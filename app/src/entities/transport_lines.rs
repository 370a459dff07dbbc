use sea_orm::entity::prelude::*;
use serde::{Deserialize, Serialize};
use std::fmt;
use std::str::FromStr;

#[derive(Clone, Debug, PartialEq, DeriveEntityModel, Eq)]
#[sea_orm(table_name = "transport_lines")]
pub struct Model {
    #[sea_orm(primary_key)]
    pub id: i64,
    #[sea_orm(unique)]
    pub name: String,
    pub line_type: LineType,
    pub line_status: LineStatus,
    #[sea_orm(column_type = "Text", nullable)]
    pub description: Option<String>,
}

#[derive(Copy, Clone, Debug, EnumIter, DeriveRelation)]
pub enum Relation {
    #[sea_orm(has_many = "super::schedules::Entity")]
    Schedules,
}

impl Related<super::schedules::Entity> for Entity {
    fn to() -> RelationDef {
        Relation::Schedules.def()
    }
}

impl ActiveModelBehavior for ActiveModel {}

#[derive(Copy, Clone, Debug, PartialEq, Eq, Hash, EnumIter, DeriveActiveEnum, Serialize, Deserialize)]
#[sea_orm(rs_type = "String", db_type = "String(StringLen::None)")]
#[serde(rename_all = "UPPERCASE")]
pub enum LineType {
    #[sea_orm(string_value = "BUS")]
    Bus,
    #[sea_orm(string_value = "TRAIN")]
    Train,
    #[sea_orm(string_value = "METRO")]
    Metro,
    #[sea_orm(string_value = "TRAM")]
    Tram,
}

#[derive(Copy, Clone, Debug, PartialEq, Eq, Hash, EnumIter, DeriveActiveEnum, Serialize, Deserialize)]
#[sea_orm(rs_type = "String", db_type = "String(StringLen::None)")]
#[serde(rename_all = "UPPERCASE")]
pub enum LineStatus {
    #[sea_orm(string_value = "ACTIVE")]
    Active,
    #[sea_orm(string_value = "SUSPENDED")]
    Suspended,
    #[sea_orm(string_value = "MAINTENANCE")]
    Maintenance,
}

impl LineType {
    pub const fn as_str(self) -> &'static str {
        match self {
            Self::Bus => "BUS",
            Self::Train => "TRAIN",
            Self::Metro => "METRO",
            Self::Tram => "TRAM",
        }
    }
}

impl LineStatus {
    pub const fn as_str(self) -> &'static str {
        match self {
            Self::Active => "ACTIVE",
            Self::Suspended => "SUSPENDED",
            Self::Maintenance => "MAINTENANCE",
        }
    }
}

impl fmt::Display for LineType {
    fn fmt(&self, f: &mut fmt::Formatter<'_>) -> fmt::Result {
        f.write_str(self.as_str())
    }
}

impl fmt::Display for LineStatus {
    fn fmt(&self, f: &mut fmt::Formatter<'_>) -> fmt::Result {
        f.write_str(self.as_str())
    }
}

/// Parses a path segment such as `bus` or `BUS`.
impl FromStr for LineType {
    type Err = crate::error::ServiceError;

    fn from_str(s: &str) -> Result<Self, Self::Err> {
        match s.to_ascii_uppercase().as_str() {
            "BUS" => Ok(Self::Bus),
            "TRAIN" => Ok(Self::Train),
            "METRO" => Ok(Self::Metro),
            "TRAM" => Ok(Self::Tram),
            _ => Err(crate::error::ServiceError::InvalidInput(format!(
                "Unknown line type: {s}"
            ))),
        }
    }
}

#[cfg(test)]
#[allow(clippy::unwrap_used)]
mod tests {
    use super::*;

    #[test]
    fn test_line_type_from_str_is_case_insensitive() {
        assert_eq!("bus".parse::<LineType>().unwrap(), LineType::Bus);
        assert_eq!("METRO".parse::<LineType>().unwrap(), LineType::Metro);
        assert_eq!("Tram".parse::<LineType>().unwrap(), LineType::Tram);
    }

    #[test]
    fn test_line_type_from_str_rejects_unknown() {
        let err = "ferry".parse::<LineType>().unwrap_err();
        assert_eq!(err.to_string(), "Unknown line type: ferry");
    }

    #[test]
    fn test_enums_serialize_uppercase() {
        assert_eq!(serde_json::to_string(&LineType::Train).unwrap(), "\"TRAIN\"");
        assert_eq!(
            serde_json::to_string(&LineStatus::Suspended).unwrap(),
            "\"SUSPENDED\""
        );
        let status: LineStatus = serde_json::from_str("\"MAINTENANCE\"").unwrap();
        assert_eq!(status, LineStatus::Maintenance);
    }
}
--
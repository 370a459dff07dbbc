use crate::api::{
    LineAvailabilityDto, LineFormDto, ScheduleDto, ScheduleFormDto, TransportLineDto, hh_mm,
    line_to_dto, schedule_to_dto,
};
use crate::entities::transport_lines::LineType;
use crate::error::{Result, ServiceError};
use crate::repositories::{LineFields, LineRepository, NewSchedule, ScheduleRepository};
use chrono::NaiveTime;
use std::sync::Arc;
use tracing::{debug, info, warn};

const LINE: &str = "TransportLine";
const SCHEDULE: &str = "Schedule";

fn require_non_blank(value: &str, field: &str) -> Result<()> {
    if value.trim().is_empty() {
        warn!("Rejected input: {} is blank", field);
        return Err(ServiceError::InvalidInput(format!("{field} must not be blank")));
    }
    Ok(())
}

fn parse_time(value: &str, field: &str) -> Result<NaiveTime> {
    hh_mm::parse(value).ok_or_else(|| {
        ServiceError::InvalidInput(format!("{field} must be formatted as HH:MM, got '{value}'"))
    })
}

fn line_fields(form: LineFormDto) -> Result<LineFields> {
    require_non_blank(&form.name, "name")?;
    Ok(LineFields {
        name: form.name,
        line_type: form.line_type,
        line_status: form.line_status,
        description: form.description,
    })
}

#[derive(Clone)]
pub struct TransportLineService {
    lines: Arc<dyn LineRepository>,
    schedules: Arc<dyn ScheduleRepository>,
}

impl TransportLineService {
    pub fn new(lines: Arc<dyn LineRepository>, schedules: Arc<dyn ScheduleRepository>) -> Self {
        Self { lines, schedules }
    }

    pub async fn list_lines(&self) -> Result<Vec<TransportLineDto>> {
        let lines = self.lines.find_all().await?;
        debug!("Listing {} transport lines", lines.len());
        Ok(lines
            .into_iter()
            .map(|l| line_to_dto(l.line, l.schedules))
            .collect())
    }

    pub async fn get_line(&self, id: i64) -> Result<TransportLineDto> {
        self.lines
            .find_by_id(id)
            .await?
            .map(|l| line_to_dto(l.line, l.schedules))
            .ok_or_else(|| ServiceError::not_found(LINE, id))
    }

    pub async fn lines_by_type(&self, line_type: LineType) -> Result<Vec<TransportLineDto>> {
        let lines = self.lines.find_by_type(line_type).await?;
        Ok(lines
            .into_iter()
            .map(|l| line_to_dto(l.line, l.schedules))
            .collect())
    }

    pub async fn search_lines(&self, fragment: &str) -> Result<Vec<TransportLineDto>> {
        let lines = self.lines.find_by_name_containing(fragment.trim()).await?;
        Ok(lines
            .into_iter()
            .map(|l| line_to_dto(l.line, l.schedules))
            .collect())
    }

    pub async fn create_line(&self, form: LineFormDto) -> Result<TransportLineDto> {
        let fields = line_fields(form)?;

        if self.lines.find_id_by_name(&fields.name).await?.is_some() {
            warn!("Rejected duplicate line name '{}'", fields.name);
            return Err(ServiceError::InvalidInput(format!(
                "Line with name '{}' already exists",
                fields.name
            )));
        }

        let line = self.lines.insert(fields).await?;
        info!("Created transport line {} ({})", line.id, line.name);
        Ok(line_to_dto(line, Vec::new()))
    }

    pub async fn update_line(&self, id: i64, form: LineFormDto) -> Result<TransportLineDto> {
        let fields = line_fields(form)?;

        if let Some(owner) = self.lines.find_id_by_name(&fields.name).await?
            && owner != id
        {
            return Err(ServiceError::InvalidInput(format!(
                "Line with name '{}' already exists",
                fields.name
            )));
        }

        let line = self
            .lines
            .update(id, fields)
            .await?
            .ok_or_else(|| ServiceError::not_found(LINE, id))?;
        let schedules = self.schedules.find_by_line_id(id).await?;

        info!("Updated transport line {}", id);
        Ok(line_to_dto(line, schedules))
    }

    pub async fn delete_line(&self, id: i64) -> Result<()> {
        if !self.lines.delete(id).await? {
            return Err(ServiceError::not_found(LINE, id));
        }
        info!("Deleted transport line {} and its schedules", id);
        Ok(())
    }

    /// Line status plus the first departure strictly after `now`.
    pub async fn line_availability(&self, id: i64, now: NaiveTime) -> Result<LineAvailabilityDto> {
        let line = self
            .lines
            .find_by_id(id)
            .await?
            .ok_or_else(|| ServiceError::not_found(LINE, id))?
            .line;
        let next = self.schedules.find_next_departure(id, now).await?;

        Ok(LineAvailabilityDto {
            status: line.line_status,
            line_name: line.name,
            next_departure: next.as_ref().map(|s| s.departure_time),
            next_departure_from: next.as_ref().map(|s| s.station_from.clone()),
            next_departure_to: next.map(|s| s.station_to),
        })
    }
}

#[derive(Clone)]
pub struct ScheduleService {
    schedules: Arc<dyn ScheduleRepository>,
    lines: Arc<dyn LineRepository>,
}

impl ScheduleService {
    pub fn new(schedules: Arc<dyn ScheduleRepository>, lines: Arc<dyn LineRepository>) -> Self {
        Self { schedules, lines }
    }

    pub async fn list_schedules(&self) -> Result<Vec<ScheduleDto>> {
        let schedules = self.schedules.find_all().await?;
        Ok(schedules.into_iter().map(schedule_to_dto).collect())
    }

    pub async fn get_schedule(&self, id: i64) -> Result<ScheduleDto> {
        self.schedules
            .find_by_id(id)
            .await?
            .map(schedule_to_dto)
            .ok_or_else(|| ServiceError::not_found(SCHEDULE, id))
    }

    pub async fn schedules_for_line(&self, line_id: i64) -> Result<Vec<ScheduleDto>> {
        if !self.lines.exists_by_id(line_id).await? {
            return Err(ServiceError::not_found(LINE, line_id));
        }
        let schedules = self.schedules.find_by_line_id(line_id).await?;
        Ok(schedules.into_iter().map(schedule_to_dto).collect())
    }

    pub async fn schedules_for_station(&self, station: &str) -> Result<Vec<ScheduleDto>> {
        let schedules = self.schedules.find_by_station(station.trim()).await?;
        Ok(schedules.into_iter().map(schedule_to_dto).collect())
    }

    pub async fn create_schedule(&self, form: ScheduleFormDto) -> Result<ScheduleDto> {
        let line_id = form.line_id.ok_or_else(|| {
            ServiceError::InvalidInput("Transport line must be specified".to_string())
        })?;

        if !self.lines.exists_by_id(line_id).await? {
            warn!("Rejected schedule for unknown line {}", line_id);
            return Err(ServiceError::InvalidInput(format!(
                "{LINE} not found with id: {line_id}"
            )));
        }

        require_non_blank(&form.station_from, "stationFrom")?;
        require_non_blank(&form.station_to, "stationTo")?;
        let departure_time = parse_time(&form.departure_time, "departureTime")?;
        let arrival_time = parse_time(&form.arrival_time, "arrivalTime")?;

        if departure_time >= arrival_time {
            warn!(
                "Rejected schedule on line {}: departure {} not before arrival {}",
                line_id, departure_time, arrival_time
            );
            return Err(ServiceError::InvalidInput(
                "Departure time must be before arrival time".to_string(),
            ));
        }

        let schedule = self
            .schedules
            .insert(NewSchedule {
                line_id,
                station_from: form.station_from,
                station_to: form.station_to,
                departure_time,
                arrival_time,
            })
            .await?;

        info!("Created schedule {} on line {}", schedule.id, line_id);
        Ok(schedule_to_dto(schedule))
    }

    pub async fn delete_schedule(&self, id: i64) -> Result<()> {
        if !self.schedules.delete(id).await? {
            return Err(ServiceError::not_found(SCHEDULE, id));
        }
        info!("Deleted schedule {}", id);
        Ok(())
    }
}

[What is expected]:
After reading through the records, count the lines that hold the string "TransportLineService" and give only the count.

[Result of the exercise]:
2